白棠的指尖轻抚花苞, 墨绿色的根茎微弯, 翠绿的叶子藏在漆黑的发间,而雪白的花苞精致可爱, 漂亮得就像玉做的发饰。
开花
耳畔边隐约响起那道低沉的男声,对方赞叹他开花的样子像白色的海棠。
他好像最开始是开过花的可是记忆都是模糊的, 稀里糊涂开了花,又稀里糊涂忘了之前发生过的事情。
他到底忘了什么呢
白棠久久未答,苏仙生有些疑惑地直起腰来,凝视着那双陷入的沉思的墨绿眼眸,这么一看, 苏仙生就察觉到视野的微妙变化, 他心里有了一个不确定的猜测,苏仙生压抑着欣喜, 看向镜中的自己。
“棠棠, 我是不是长高了”镜中的苏仙生已经长到白棠的下唇位置,五官也是略微张开的模样,稚气被凛冽冲淡了三分, 如果此时再让苏仙生换上女装, 就不会有之前效果那样雌雄莫辨了。
因为他的长相, 本来就是极其标准男性的英俊,眉骨偏高,眼眸深邃,鼻梁高挺,整张脸棱角分明,上一世是苏思远时,特有的温润和骨子里的怠倦,压抑了皮相的凌厉近乎咄咄逼人的英俊。
然而这一世他是狐狸,所以那份皮相的凌厉非但没有被削弱,反而扩大了三分,就算是少年的长相,眉梢一挑,睥睨和风流便尽数倾泻而出,卫道士也要别开视线。

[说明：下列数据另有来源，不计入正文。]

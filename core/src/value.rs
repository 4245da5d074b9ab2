//! Value types for Vigil.
//!
//! Values are the typed data handed to the validator by the upstream parser.
//! Vigil supports scalar types (Null, Bool, Int, Float, String), enum members,
//! collections (List, Map) and class instances (Object).

use crate::{Object, TypeTag};
use std::cmp::Ordering;
use std::collections::BTreeMap;
use std::fmt;

/// A typed value.
#[derive(Debug, Clone, PartialEq)]
pub enum Value {
    /// Null/missing value.
    Null,
    /// Boolean value.
    Bool(bool),
    /// 64-bit signed integer.
    Int(i64),
    /// 64-bit floating point.
    Float(f64),
    /// UTF-8 string.
    String(String),
    /// A member of a declared enum.
    Enum { type_name: String, variant: String },
    /// List of values.
    List(Vec<Value>),
    /// String-keyed mapping.
    Map(BTreeMap<String, Value>),
    /// Instance of a declared class.
    Object(Object),
}

impl Value {
    /// Create an enum member value.
    pub fn enum_variant(type_name: impl Into<String>, variant: impl Into<String>) -> Self {
        Value::Enum {
            type_name: type_name.into(),
            variant: variant.into(),
        }
    }

    /// Returns true if this is a null value.
    pub fn is_null(&self) -> bool {
        matches!(self, Value::Null)
    }

    /// Returns true if this is an integer or float value.
    pub fn is_numeric(&self) -> bool {
        matches!(self, Value::Int(_) | Value::Float(_))
    }

    /// Get as boolean if this is a Bool value.
    pub fn as_bool(&self) -> Option<bool> {
        match self {
            Value::Bool(b) => Some(*b),
            _ => None,
        }
    }

    /// Get as integer if this is an Int value.
    pub fn as_int(&self) -> Option<i64> {
        match self {
            Value::Int(i) => Some(*i),
            _ => None,
        }
    }

    /// Get as float. Integers are widened.
    pub fn as_float(&self) -> Option<f64> {
        match self {
            Value::Float(f) => Some(*f),
            Value::Int(i) => Some(*i as f64),
            _ => None,
        }
    }

    /// Get as string reference if this is a String value.
    pub fn as_str(&self) -> Option<&str> {
        match self {
            Value::String(s) => Some(s),
            _ => None,
        }
    }

    /// Get as list slice if this is a List value.
    pub fn as_list(&self) -> Option<&[Value]> {
        match self {
            Value::List(items) => Some(items),
            _ => None,
        }
    }

    /// Get as map if this is a Map value.
    pub fn as_map(&self) -> Option<&BTreeMap<String, Value>> {
        match self {
            Value::Map(map) => Some(map),
            _ => None,
        }
    }

    /// Get as object if this is an Object value.
    pub fn as_object(&self) -> Option<&Object> {
        match self {
            Value::Object(obj) => Some(obj),
            _ => None,
        }
    }

    /// Returns the runtime type tag of this value.
    pub fn type_tag(&self) -> TypeTag {
        match self {
            Value::Null => TypeTag::Null,
            Value::Bool(_) => TypeTag::Bool,
            Value::Int(_) => TypeTag::Int,
            Value::Float(_) => TypeTag::Float,
            Value::String(_) => TypeTag::String,
            Value::Enum { type_name, .. } => TypeTag::Enum(type_name.clone()),
            Value::List(_) => TypeTag::List,
            Value::Map(_) => TypeTag::Map,
            Value::Object(obj) => TypeTag::Class(obj.type_name().to_string()),
        }
    }

    /// Returns a short, human-readable name of this value's type.
    pub fn type_name(&self) -> &str {
        match self {
            Value::Null => "null",
            Value::Bool(_) => "bool",
            Value::Int(_) => "int",
            Value::Float(_) => "float",
            Value::String(_) => "string",
            Value::Enum { type_name, .. } => type_name,
            Value::List(_) => "list",
            Value::Map(_) => "map",
            Value::Object(obj) => obj.type_name(),
        }
    }

    /// Number of elements for strings (in chars), lists, maps and objects.
    pub fn len(&self) -> Option<usize> {
        match self {
            Value::String(s) => Some(s.chars().count()),
            Value::List(items) => Some(items.len()),
            Value::Map(map) => Some(map.len()),
            Value::Object(obj) => Some(obj.len()),
            _ => None,
        }
    }

    /// Structural equality where Int and Float compare numerically.
    ///
    /// Floats follow IEEE rules: `-0.0` equals `0` and NaN equals nothing.
    pub fn loose_eq(&self, other: &Value) -> bool {
        match (self, other) {
            (Value::Int(a), Value::Float(b)) | (Value::Float(b), Value::Int(a)) => {
                *a as f64 == *b
            }
            (Value::Float(a), Value::Float(b)) => a == b,
            (Value::List(a), Value::List(b)) => {
                a.len() == b.len() && a.iter().zip(b).all(|(x, y)| x.loose_eq(y))
            }
            (Value::Map(a), Value::Map(b)) => {
                a.len() == b.len()
                    && a.iter()
                        .zip(b)
                        .all(|((ka, va), (kb, vb))| ka == kb && va.loose_eq(vb))
            }
            (Value::Object(a), Value::Object(b)) => {
                a.type_name() == b.type_name()
                    && a.len() == b.len()
                    && a.fields()
                        .zip(b.fields())
                        .all(|((ka, va), (kb, vb))| ka == kb && va.loose_eq(vb))
            }
            _ => self == other,
        }
    }

    /// Compare two values of an ordered type.
    ///
    /// Numbers compare numerically (mixed Int/Float as f64), strings
    /// lexicographically by their UTF-8 bytes. Returns None for values that
    /// have no defined ordering between them, including NaN.
    pub fn compare(&self, other: &Value) -> Option<Ordering> {
        match (self, other) {
            (Value::Int(a), Value::Int(b)) => Some(a.cmp(b)),
            (Value::Float(a), Value::Float(b)) => a.partial_cmp(b),
            (Value::Int(a), Value::Float(b)) => (*a as f64).partial_cmp(b),
            (Value::Float(a), Value::Int(b)) => a.partial_cmp(&(*b as f64)),
            (Value::String(a), Value::String(b)) => Some(a.as_bytes().cmp(b.as_bytes())),
            (Value::Bool(a), Value::Bool(b)) => Some(a.cmp(b)),
            _ => None,
        }
    }

    /// Render as JSON. Objects become JSON objects in field order; enum
    /// members become their variant name.
    pub fn to_json(&self) -> serde_json::Value {
        use serde_json::Value as Json;
        match self {
            Value::Null => Json::Null,
            Value::Bool(b) => Json::Bool(*b),
            Value::Int(i) => Json::from(*i),
            Value::Float(f) => serde_json::Number::from_f64(*f)
                .map(Json::Number)
                .unwrap_or(Json::Null),
            Value::String(s) => Json::String(s.clone()),
            Value::Enum { variant, .. } => Json::String(variant.clone()),
            Value::List(items) => Json::Array(items.iter().map(Value::to_json).collect()),
            Value::Map(map) => Json::Object(
                map.iter()
                    .map(|(k, v)| (k.clone(), v.to_json()))
                    .collect(),
            ),
            Value::Object(obj) => Json::Object(
                obj.fields()
                    .map(|(k, v)| (k.to_string(), v.to_json()))
                    .collect(),
            ),
        }
    }
}

impl fmt::Display for Value {
    fn fmt(&self, f: &mut fmt::Formatter<'_>) -> fmt::Result {
        match self {
            Value::Null => write!(f, "null"),
            Value::Bool(b) => write!(f, "{}", b),
            Value::Int(i) => write!(f, "{}", i),
            Value::Float(fl) => write!(f, "{}", fl),
            Value::String(s) => write!(f, "\"{}\"", s),
            Value::Enum { type_name, variant } => write!(f, "{}.{}", type_name, variant),
            Value::List(items) => {
                write!(f, "[")?;
                for (i, item) in items.iter().enumerate() {
                    if i > 0 {
                        write!(f, ", ")?;
                    }
                    write!(f, "{}", item)?;
                }
                write!(f, "]")
            }
            Value::Map(map) => {
                write!(f, "{{")?;
                for (i, (key, value)) in map.iter().enumerate() {
                    if i > 0 {
                        write!(f, ", ")?;
                    }
                    write!(f, "\"{}\": {}", key, value)?;
                }
                write!(f, "}}")
            }
            Value::Object(obj) => write!(f, "{}", obj),
        }
    }
}

// Convenient From implementations
impl From<bool> for Value {
    fn from(b: bool) -> Self {
        Value::Bool(b)
    }
}

impl From<i64> for Value {
    fn from(i: i64) -> Self {
        Value::Int(i)
    }
}

impl From<i32> for Value {
    fn from(i: i32) -> Self {
        Value::Int(i as i64)
    }
}

impl From<f64> for Value {
    fn from(f: f64) -> Self {
        Value::Float(f)
    }
}

impl From<String> for Value {
    fn from(s: String) -> Self {
        Value::String(s)
    }
}

impl From<&str> for Value {
    fn from(s: &str) -> Self {
        Value::String(s.to_string())
    }
}

impl From<Object> for Value {
    fn from(obj: Object) -> Self {
        Value::Object(obj)
    }
}

impl<T: Into<Value>> From<Vec<T>> for Value {
    fn from(items: Vec<T>) -> Self {
        Value::List(items.into_iter().map(Into::into).collect())
    }
}

impl<T: Into<Value>> From<Option<T>> for Value {
    fn from(opt: Option<T>) -> Self {
        opt.map(Into::into).unwrap_or(Value::Null)
    }
}

/// Helper macro to create string-keyed map values.
#[macro_export]
macro_rules! map {
    () => {
        $crate::Value::Map(std::collections::BTreeMap::new())
    };
    ($($key:expr => $value:expr),+ $(,)?) => {
        {
            let mut map = std::collections::BTreeMap::new();
            $(
                map.insert($key.to_string(), $crate::Value::from($value));
            )+
            $crate::Value::Map(map)
        }
    };
}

现在的苏仙生,五官又张开了一些,稚气悄无声息地散了一些,取而代之的,是矜持又刻薄的性感,这种性感,取决于他凝视的对象是谁,如果正好是最爱的白棠,那么苏仙生眼中那只小狐狸,那只搔首弄姿,走着猫步扭屁股,不停摇晃尾巴的小狐狸就会从黄褐色的眼眸中,从漂亮的眼眶中,从不可言说的爱恋中爬出来。
总是会有人嗤笑,为什么中会有那种“他的眼里有三分悲伤,三分失望,四分执着”这样的描写,好像一个人的喜怒哀乐都被安排得明明白白,还暴露在光天化日之下,随便挑一个人去看,都可以说,哦,你看这个人,他的悲伤都要从眼里爬出来了,紧随其后的还有失望和执着。
难道眼睛里的情绪还能被制作成圆饼图表吗,百分百都被标在切块小圆饼上
可是白棠在这一刻好像真的看见了,看见了黄褐色眼眸中流淌着的复杂情绪,挑逗与引诱交织,克制和放纵对抗,爱恋和胆怯闪烁,那个介乎于少年和青年之间的面容也许是即将变成青年的面容肃穆又放诞,宛如即将要亵渎神像的信徒,在做最后一次虔诚的祷告。
他听到耳边传来的少年音,低沉又悦耳,却奇妙得和记忆里那段男声重叠在一起,他说“棠棠,我长高了。”
“到你嘴唇的位置了,我们之前不是说好的吗”那双黄褐色的眼眸弯出了一个漂亮的弧度,眼瞳的颜色粘稠得就像涂抹在黄油蛋糕上的蜂蜜,“要盖一个章。”
“呐,不是停留在表面的章,那样印章盖得不深刻,没有内涵。”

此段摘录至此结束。